*TASK INPUTS*:
- - -

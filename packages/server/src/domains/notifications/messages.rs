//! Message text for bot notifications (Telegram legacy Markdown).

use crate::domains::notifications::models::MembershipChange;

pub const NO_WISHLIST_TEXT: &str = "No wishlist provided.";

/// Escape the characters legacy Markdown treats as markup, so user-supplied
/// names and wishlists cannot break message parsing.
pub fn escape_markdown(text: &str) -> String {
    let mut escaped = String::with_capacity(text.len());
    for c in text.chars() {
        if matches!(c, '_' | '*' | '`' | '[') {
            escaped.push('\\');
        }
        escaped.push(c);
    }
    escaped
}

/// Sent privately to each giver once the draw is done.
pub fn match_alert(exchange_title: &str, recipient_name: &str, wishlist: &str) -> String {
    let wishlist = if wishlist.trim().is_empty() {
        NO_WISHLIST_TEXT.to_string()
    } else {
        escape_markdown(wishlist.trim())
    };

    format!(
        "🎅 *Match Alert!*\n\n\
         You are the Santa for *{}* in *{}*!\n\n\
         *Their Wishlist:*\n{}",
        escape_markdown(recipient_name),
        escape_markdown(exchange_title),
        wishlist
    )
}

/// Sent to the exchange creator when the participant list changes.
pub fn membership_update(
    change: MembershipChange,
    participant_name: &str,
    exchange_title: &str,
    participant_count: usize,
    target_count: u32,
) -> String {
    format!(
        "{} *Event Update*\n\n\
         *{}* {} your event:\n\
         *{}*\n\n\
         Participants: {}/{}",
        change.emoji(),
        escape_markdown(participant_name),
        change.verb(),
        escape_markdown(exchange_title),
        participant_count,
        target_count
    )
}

- - -

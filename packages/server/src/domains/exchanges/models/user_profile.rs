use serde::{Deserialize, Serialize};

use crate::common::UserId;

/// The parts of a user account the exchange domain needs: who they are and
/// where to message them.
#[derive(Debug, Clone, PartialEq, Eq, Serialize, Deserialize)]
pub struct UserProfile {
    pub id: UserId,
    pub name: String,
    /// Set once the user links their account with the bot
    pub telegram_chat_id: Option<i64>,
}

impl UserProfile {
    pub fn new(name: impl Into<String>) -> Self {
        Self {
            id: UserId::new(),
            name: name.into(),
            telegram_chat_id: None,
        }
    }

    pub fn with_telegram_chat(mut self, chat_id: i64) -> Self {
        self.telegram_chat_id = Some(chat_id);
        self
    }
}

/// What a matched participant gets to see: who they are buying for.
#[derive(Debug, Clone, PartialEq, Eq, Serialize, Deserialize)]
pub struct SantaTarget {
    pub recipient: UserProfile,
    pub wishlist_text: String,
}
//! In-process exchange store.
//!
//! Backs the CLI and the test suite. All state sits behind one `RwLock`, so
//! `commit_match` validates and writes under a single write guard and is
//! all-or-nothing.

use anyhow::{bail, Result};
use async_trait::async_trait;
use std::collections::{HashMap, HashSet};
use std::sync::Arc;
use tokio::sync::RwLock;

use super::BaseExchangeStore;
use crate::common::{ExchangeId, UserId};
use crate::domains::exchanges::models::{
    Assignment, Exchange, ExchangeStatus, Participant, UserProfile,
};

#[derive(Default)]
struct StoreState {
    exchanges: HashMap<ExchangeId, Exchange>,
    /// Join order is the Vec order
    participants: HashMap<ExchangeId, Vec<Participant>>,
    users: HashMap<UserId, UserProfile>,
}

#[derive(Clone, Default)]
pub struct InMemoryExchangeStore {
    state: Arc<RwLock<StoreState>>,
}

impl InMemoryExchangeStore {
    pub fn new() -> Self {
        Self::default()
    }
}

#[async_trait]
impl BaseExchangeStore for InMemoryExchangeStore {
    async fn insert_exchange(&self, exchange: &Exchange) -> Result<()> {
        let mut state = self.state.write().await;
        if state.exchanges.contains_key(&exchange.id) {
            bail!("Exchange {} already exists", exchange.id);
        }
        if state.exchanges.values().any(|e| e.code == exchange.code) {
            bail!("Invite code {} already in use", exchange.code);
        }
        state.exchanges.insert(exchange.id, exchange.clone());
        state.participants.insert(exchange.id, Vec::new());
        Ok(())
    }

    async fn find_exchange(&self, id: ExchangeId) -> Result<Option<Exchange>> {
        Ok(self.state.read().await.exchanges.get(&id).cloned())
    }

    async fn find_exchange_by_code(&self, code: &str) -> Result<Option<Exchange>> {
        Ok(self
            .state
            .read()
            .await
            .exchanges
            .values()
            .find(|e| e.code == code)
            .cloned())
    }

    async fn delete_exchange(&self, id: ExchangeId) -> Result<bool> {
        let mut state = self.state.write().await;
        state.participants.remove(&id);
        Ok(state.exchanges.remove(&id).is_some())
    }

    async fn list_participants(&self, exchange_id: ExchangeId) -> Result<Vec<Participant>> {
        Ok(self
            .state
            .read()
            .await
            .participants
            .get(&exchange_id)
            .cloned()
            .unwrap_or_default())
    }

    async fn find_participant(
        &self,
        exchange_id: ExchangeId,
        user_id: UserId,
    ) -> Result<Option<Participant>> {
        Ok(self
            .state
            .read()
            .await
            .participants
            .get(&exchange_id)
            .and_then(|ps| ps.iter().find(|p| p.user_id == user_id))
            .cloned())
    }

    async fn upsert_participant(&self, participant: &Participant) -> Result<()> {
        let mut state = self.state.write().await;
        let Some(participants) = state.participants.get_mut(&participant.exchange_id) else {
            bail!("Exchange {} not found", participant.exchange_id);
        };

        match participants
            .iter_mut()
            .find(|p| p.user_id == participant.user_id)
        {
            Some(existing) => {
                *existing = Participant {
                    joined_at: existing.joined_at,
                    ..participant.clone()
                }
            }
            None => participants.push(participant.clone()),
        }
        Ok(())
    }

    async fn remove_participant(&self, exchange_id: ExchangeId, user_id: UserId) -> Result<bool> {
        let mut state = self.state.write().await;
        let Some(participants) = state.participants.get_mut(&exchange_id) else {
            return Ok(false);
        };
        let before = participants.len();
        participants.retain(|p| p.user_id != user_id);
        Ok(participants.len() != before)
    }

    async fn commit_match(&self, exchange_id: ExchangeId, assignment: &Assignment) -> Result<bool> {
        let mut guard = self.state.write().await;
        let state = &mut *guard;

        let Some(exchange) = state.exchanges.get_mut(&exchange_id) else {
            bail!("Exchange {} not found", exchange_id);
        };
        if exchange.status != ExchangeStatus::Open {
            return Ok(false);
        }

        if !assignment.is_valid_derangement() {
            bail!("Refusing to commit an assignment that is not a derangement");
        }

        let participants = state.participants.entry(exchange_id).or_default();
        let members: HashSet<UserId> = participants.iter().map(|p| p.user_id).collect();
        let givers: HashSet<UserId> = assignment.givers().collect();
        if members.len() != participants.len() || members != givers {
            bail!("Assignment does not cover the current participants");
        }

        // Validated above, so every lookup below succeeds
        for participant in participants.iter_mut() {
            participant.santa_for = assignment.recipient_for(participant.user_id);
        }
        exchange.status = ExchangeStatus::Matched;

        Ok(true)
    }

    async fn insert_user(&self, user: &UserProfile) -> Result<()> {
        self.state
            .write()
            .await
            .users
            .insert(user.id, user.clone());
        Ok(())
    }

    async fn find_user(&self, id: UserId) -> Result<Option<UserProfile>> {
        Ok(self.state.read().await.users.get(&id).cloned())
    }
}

- - -

*WHAT IS BEING ASKED*: If a line in the data above holds the string "push", copy it.

*EXERCISE ANSWER*:
            escaped.push('\\');
        escaped.push(c);
            None => participants.push(participant.clone()),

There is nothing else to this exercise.